**What you will do**
After finding the line with "filename src/csv_out.rs" in the entries below, retype exactly each line from there through the line with "const UTF8_BOM: &[u8]", including that final line.

**Information given**
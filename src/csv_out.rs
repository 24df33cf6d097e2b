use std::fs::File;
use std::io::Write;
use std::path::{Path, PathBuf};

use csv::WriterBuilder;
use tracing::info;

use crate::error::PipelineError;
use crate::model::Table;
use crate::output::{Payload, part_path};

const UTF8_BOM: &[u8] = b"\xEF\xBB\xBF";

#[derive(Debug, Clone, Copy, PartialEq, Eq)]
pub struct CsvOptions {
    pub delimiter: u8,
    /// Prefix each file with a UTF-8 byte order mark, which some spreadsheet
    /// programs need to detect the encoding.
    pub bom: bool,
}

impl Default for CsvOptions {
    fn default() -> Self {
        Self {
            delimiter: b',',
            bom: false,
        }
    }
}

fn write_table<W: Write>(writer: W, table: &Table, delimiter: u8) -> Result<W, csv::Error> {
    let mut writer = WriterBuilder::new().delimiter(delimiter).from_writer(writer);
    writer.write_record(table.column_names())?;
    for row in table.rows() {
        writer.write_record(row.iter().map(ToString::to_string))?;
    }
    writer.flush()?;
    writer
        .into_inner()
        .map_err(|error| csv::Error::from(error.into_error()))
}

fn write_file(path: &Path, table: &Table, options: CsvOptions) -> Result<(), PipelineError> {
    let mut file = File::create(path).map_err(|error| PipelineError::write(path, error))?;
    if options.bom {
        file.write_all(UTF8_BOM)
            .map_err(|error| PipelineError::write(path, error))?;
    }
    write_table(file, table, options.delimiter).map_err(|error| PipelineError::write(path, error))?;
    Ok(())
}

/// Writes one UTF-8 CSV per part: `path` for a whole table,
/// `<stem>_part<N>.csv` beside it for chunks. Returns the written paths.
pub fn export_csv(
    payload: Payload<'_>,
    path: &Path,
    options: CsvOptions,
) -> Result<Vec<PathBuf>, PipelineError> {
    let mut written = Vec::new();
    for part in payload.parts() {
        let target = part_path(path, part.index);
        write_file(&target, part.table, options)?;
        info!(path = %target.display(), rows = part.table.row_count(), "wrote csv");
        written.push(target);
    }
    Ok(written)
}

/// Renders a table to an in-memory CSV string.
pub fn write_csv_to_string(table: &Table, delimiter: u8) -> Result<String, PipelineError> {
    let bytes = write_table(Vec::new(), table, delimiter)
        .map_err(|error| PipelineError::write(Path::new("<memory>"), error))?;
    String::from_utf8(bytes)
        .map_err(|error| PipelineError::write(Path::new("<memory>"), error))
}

==

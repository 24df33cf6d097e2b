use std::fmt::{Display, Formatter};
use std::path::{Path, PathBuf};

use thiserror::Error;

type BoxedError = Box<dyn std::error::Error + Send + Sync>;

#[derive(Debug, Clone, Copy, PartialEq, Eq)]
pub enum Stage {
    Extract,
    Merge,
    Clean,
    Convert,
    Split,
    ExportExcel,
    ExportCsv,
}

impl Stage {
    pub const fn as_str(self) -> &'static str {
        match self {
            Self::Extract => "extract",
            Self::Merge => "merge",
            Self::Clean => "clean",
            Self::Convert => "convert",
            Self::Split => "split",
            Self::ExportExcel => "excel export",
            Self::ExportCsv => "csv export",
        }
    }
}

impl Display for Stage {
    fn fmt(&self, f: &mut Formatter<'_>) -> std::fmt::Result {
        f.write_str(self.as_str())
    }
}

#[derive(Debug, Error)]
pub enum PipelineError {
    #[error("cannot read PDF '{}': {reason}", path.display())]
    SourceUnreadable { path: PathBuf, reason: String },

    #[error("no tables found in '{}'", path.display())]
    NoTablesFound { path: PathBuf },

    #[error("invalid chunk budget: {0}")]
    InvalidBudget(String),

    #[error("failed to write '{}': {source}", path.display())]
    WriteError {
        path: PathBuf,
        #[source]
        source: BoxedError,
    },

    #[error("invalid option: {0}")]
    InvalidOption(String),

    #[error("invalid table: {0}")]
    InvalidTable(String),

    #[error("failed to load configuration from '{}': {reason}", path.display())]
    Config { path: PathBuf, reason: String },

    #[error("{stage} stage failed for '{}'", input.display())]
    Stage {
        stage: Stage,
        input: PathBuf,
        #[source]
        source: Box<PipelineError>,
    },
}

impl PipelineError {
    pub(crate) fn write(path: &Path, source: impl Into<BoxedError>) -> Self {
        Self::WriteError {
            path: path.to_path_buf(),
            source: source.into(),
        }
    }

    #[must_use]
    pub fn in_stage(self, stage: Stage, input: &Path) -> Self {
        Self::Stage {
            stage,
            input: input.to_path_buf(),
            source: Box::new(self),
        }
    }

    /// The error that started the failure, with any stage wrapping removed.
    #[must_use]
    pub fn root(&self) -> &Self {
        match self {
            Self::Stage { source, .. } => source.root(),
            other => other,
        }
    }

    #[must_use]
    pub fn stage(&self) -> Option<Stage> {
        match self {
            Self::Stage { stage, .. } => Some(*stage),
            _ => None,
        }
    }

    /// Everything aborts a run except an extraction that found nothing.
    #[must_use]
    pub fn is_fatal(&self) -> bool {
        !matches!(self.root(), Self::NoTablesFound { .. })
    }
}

**Response below**
filename src/csv_out.rs
repository 24df33cf6d097e2b
use std::fs::File;
use std::io::Write;
use std::path::{Path, PathBuf};

use csv::WriterBuilder;
use tracing::info;

use crate::error::PipelineError;
use crate::model::Table;
use crate::output::{Payload, part_path};

const UTF8_BOM: &[u8] = b"\xEF\xBB\xBF";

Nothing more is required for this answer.